Contains 3 main functions:
NonPos_Matrix: A function to generate a matrix of kmer counts from a matrix of CDR3 counts.
input: InputFile - csv file which contains a cdr3 by sample matrix of cdr3 counts.
k - length of kmer to be identified
OutputFile - file to write out the kmer matrix to, should be .csv.gz
output: writes out the kmer matrix to specified OutputFile
Pos_Matrix: A function to generate a matrix of positional kmer counts from a matrix of CDR3 counts.
input: InputFile - csv file which contains a cdr3 by sample matrix of cdr3 counts.
k - length of kmer to be identified
OutputFile - file to write out the kmer matrix to, should be .csv.gz
output: writes out the kmer matrix to specified OutputFile
ClusterOptim: A function which clusters a kmer count matrix based on its principal components, and identifies the set of principal components which generate the optimal clustering.
input: file_name - csv file which contains a kmer by sample matrix of kmer counts, of the type generated by NonPos_Matrix and Pos_Matrix
classes - a vector of 1s and 2s, in which each entry corresponds to a column (sample) of the input file and indicates whether the sample is a case (=1) or a control (=2)
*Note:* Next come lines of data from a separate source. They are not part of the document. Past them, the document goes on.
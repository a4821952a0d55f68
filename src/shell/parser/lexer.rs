use std::iter::Peekable;
use std::str::Chars;

#[derive(Debug, PartialEq, Clone, Copy)]
pub enum RedirectOp {
    Output, // >
    Append, // >>
}

impl RedirectOp {
    /// 只有完整的 `>` / `>>` 词才算重定向，`a>b` 仍是普通参数
    pub fn from_word(word: &str) -> Option<Self> {
        match word {
            ">" => Some(RedirectOp::Output),
            ">>" => Some(RedirectOp::Append),
            _ => None,
        }
    }
}

/// 按空白切词，不处理引号和转义
pub struct Lexer<'a> {
    input: Peekable<Chars<'a>>,
}

impl<'a> Lexer<'a> {
    pub fn new(input: &'a str) -> Self {
        Self {
            input: input.chars().peekable(),
        }
    }

    pub fn next_word(&mut self) -> Option<String> {
        self.skip_whitespace();
        self.peek_char()?;
        Some(self.read_word())
    }

    fn read_char(&mut self) -> Option<char> {
        self.input.next()
    }

    fn peek_char(&mut self) -> Option<char> {
        self.input.peek().copied()
    }

    fn skip_whitespace(&mut self) {
        while let Some(c) = self.peek_char() {
            if !c.is_whitespace() {
                break;
            }
            self.read_char();
        }
    }

    fn read_word(&mut self) -> String {
        let mut word = String::new();
        while let Some(c) = self.peek_char() {
            if c.is_whitespace() {
                break;
            }
            word.push(c);
            self.read_char();
        }
        word
    }
}

impl Iterator for Lexer<'_> {
    type Item = String;

    fn next(&mut self) -> Option<String> {
        self.next_word()
    }
}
plotAll=FALSE - logical, should plots of hierarchies of all PC combinations evaluated be plotted.
outDir='Clusters' - name of directory to which all output files are written.
output: writes out 3 files; plot of the optimal hierarchy, accuracy of all PC combinations evaluated, and summary of accuracy of all PC combinations evaluated. Optionally also writes out plots of hierarchies for all PC combinations evaluated.